On Wednesday, the New York Times became one of the more influential voices to say what many others have been saying: that the administration's methods are an attack on press freedom.
In a scathing editorial, the Times wrote that, "With the decision to label a Fox News television reporter a possible 'co-conspirator' in a criminal investigation of a news leak, the Obama administration has moved beyond protecting government secrets to threatening fundamental freedoms of the press to gather news."
The Times editorial described the Obama administration as going "overboard" with its investigations into leaks and threatening press freedom. The board added:
Obama administration officials often talk about the balance between protecting secrets and protecting the constitutional rights of a free press. Accusing a reporter of being a 'co-conspirator,' on top of other zealous and secretive investigations, shows a heavy tilt toward secrecy and insufficient concern about a free press.
The Times editorial was just one in a chorus of hard-hitting attacks on Obama's media policy that have surfaced in the wake of the Justice Department investigations. Journalists were outraged by the inquiries into the AP and Fox News reporter James Rosen. In particular, members of the media took issue with the Justice Department labeling Rosen a possible "co-conspirator" in a leak case for the crime of trying to get a source to give up information.

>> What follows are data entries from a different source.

use std::{
    fmt,
    str::FromStr,
    time::{Duration, Instant},
};

use chessarm::{Command, GripperState, RobotPose};
use tracing::{debug, info, warn};

use crate::{
    arm::{Channel, Transport},
    board::{rook_descent_height, Board, PhysicalPosition},
    chess::Square,
    config::{Config, NamedPoses, Speeds, Timing},
    error::{Error, Result},
};

/// How the pieces involved in a move have to be handled.
#[derive(Clone, Copy, PartialEq, Eq, Debug)]
pub enum MoveKind {
    Normal,
    /// The piece on the target square goes into the box first.
    Capture,
    /// King move; the rook follows.
    Castle,
}

/// A move as typed by the operator. Legality is the caller's business.
#[derive(Clone, Copy, PartialEq, Eq, Debug)]
pub struct MoveRequest {
    pub start: Square,
    pub end: Square,
    pub kind: MoveKind,
}

impl MoveRequest {
    pub fn new(start: Square, end: Square, is_capture: bool, is_castle: bool) -> Result<Self> {
        let kind = match (is_capture, is_castle) {
            (false, false) => MoveKind::Normal,
            (true, false) => MoveKind::Capture,
            (false, true) => MoveKind::Castle,
            (true, true) => return Err(Error::ConflictingMoveFlags),
        };
        Ok(MoveRequest { start, end, kind })
    }

    pub fn with_kind(self, kind: MoveKind) -> Self {
        MoveRequest { kind, ..self }
    }
}

impl FromStr for MoveRequest {
    type Err = Error;

    /// Parses `<file><rank><file><rank>`, e.g. `e2e4`, as a normal move.
    fn from_str(s: &str) -> Result<Self> {
        let s = s.trim();
        if s.chars().count() != 4 || !s.is_ascii() {
            return Err(Error::MalformedMoveInput(s.to_owned()));
        }
        let start = s[..2].parse()?;
        let end = s[2..].parse()?;
        Ok(MoveRequest {
            start,
            end,
            kind: MoveKind::Normal,
        })
    }
}

impl fmt::Display for MoveRequest {
    fn fmt(&self, f: &mut fmt::Formatter<'_>) -> fmt::Result {
        write!(f, "{}{}", self.start, self.end)
    }
}

/// One atomic action of the rig.
#[derive(Clone, Debug, PartialEq)]
pub enum Step {
    MoveRobot { pose: RobotPose, note: String },
    Gripper(GripperState),
    Sleep(Duration),
}

/// Whether a carried piece has to go via the temp waypoint to stay clear of
/// the other pieces.
pub fn needs_temp(start: Square, end: Square) -> bool {
    let central = |sq: Square| matches!(sq.file_char(), 'd' | 'e');
    if central(start) && central(end) {
        return false;
    }
    let same_file = start.file == end.file;
    let rank_distance = start.rank.abs_diff(end.rank);
    !(same_file && rank_distance < 3)
}

/// The rook move that goes with a castling king move.
///
/// Decided by the direction the king travels: towards the h-file the rook goes
/// h to f, otherwise a to d, on the king's starting rank.
pub fn castle_rook_move(king_start: Square, king_end: Square) -> (Square, Square) {
    if king_end.file > king_start.file {
        (king_start.with_file(7), king_start.with_file(5))
    } else {
        (king_start.with_file(0), king_start.with_file(3))
    }
}

/// A square together with where it is and how far down the claw goes there.
#[derive(Clone, Copy, Debug)]
struct Spot {
    square: Square,
    position: PhysicalPosition,
    descent: f64,
}

impl Spot {
    fn new(board: &Board, square: Square) -> Result<Self> {
        let position = board.square_to_position(square)?;
        Ok(Spot {
            square,
            position,
            descent: position.descent_height(),
        })
    }

    fn at(&self, z: f64, speed: u32) -> RobotPose {
        RobotPose::new(self.position.x, self.position.y, z, speed)
    }
}

/// Turns moves into arm and gripper commands and runs them one at a time.
pub struct Choreographer<T> {
    transport: T,
    board: Board,
    poses: NamedPoses,
    timing: Timing,
    speeds: Speeds,
    last_end: Option<Square>,
}

impl<T: Transport> Choreographer<T> {
    pub fn new(transport: T, config: &Config) -> Self {
        Choreographer {
            transport,
            board: Board::new(config.corners),
            poses: config.poses,
            timing: config.timing,
            speeds: config.speeds,
            last_end: None,
        }
    }

    /// The square the last completed move put a piece on.
    pub fn last_end(&self) -> Option<Square> {
        self.last_end
    }

    pub fn transport(&self) -> &T {
        &self.transport
    }

    pub fn into_transport(self) -> T {
        self.transport
    }

    /// Physically plays `request`. Acknowledgement timeouts are logged and
    /// ignored. Nothing is undone if a later step fails.
    pub fn execute(&mut self, request: MoveRequest) -> Result<()> {
        let MoveRequest { start, end, kind } = request;

        // Resolve every square up front so a bad one fails before the arm moves.
        let from = Spot::new(&self.board, start)?;
        let to = Spot::new(&self.board, end)?;
        let rook = match kind {
            MoveKind::Castle => {
                let (rook_start, rook_end) = castle_rook_move(start, end);
                let mut rook_from = Spot::new(&self.board, rook_start)?;
                let mut rook_to = Spot::new(&self.board, rook_end)?;
                let descent = rook_descent_height(rook_from.position.rank);
                rook_from.descent = descent;
                rook_to.descent = descent;
                Some((rook_from, rook_to))
            }
            _ => None,
        };

        info!("=== {start} -> {end} ({kind:?}) ===");
        let started = Instant::now();

        self.gripper(GripperState::Open)?;
        self.go_temp()?;

        if kind == MoveKind::Capture {
            self.dispose_of(to)?;
        }

        if let Some((rook_from, rook_to)) = rook {
            info!("castling: king first");
            self.relocate(from, to, "king")?;
            info!("castling: now the rook");
            self.relocate(rook_from, rook_to, "rook")?;
            self.go_home()?;
            self.gripper(GripperState::Close)?;
        } else {
            self.carry(from, to)?;
        }

        self.last_end = Some(end);
        info!(
            "=== {start} -> {end} done in {:.2}s ===",
            started.elapsed().as_secs_f64()
        );
        Ok(())
    }

    /// Takes the piece standing on `spot` off the board and drops it in the box.
    fn dispose_of(&mut self, spot: Spot) -> Result<()> {
        let Speeds {
            safe_height,
            capture_approach,
            careful_descent,
            lift,
            ..
        } = self.speeds;
        let sq = spot.square;
        info!("capture: taking the piece on {sq}");
        self.move_robot(spot.at(safe_height, capture_approach), format!("above {sq}"))?;
        self.move_robot(
            spot.at(spot.descent, careful_descent),
            format!("down to {sq} (z={})", spot.descent),
        )?;
        self.pause(self.timing.grip_settle())?;
        self.gripper(GripperState::Close)?;
        self.pause(self.timing.grip_hold())?;
        self.move_robot(spot.at(safe_height, lift), format!("up from {sq}"))?;
        self.go_box()?;
        self.pause(self.timing.drop_settle())?;
        self.gripper(GripperState::Open)?;
        self.go_temp()?;
        info!("capture: piece from {sq} is in the box");
        Ok(())
    }

    /// Full pick and place of one piece while castling, always via temp.
    fn relocate(&mut self, from: Spot, to: Spot, piece: &str) -> Result<()> {
        let Speeds {
            safe_height,
            approach,
            pick_descent,
            careful_descent,
            lift,
            ..
        } = self.speeds;
        let settle = self.timing.castle_settle();
        let (src, dst) = (from.square, to.square);

        self.gripper(GripperState::Open)?;
        self.go_temp()?;
        self.move_robot(from.at(safe_height, approach), format!("above {src} ({piece})"))?;
        self.move_robot(from.at(from.descent, pick_descent), format!("down to {src} ({piece})"))?;
        self.pause(settle)?;
        self.gripper(GripperState::Close)?;
        self.pause(settle)?;
        self.move_robot(from.at(safe_height, lift), format!("up from {src} ({piece})"))?;
        self.go_temp()?;
        self.move_robot(to.at(safe_height, approach), format!("above {dst} ({piece})"))?;
        self.move_robot(to.at(to.descent, careful_descent), format!("down to {dst} ({piece})"))?;
        self.gripper(GripperState::Open)?;
        self.move_robot(to.at(safe_height, lift), format!("up from {dst} ({piece})"))?;
        self.go_temp()
    }

    /// Picks up the piece on `from`, sets it down on `to` and parks the arm.
    fn carry(&mut self, from: Spot, to: Spot) -> Result<()> {
        let Speeds {
            safe_height,
            approach,
            pick_descent,
            place_descent,
            lift,
            ..
        } = self.speeds;
        let (src, dst) = (from.square, to.square);

        self.move_robot(from.at(safe_height, approach), format!("above {src}"))?;
        self.move_robot(
            from.at(from.descent, pick_descent),
            format!("down to {src} (z={})", from.descent),
        )?;
        self.pause(self.timing.grip_settle())?;
        self.gripper(GripperState::Close)?;
        self.pause(self.timing.grip_hold())?;
        self.move_robot(from.at(safe_height, lift), format!("up from {src}"))?;

        if needs_temp(src, dst) {
            self.go_temp()?;
        } else {
            info!("skipping temp, short move from the {} file", src.file_char());
        }

        self.move_robot(to.at(safe_height, approach), format!("above {dst}"))?;
        self.move_robot(
            to.at(to.descent, place_descent),
            format!("down to {dst} (z={})", to.descent),
        )?;
        self.gripper(GripperState::Open)?;
        self.move_robot(to.at(safe_height, lift), format!("up from {dst}"))?;
        self.go_home()?;
        self.gripper(GripperState::Close)
    }

    fn go_temp(&mut self) -> Result<()> {
        self.move_robot(self.poses.temp, "temp".to_owned())
    }

    fn go_home(&mut self) -> Result<()> {
        self.move_robot(self.poses.home, "home".to_owned())
    }

    fn go_box(&mut self) -> Result<()> {
        self.move_robot(self.poses.bin, "box".to_owned())
    }

    fn move_robot(&mut self, pose: RobotPose, note: String) -> Result<()> {
        self.run(Step::MoveRobot { pose, note })
    }

    fn gripper(&mut self, state: GripperState) -> Result<()> {
        self.run(Step::Gripper(state))
    }

    fn pause(&mut self, duration: Duration) -> Result<()> {
        self.run(Step::Sleep(duration))
    }

    /// Sends one step and waits for it to finish.
    fn run(&mut self, step: Step) -> Result<()> {
        let (channel, command, note, timeout) = match step {
            Step::MoveRobot { pose, note } => (
                Channel::Robot,
                Command::Move(pose),
                note,
                self.timing.robot_ack_timeout(),
            ),
            Step::Gripper(state) => (
                Channel::Gripper,
                Command::Gripper(state),
                format!("gripper {}", if state == GripperState::Open { "open" } else { "close" }),
                self.timing.gripper_delay(),
            ),
            Step::Sleep(duration) => {
                self.transport.pause(duration);
                return Ok(());
            }
        };

        let line = command.encode()?;
        info!("> {note}");
        debug!(%channel, "{line}");
        let started = Instant::now();
        self.transport.send(channel, &line)?;
        match self.transport.await_acknowledgement(channel, timeout) {
            Ok(_) => {}
            Err(err @ Error::TransportTimeout { .. }) => warn!("{err}, carrying on"),
            Err(err) => return Err(err),
        }
        info!("  {note} done ({:.2}s)", started.elapsed().as_secs_f64());
        Ok(())
    }
}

The New Yorker reported on Tuesday that the investigation into Rosen was even broader than previously suspected, as the DOJ seized records from at least five different numbers used by Fox News and two different White House lines.
That followed the Associated Press' revelation that the DOJ had secretly obtained months of phone records for at least seven individual journalists across 20 phone lines while searching for the government official responsible for leaking information about a CIA-thwarted terror plot.
Obama's hyper-aggressive leak policy—and his administration's potential equation of routine journalistic interaction with criminality—is nothing new. But the fury in the pages and on the websites of elite outlets about these positions certainly is.
The Times' criticism echoed that of many other journalists and press freedom groups.
On Tuesday, the board of the Committee to Protect Journalists sent an outraged letter to Attorney General Eric Holder, in which it warned that the DOJ's secret subpoenas for over 20 AP phone lines "represent a damaging setback for press freedom in the United States." This came on the heels of a letter signed by over 50 media outlets which made similar arguments.
Wednesday also saw Washington Post columnist Dana Milbank lash out at Obama:
The Rosen affair is as flagrant an assault on civil liberties as anything done by George W. Bush’s administration, and it uses technology to silence critics in a way Richard Nixon could only have dreamed of.
To treat a reporter as a criminal for doing his job — seeking out information the government doesn’t want made public — deprives Americans of the First Amendment freedom on which all other constitutional rights are based. Guns? Privacy? Due process? Equal protection? If you can’t speak out, you can’t defend those rights, either.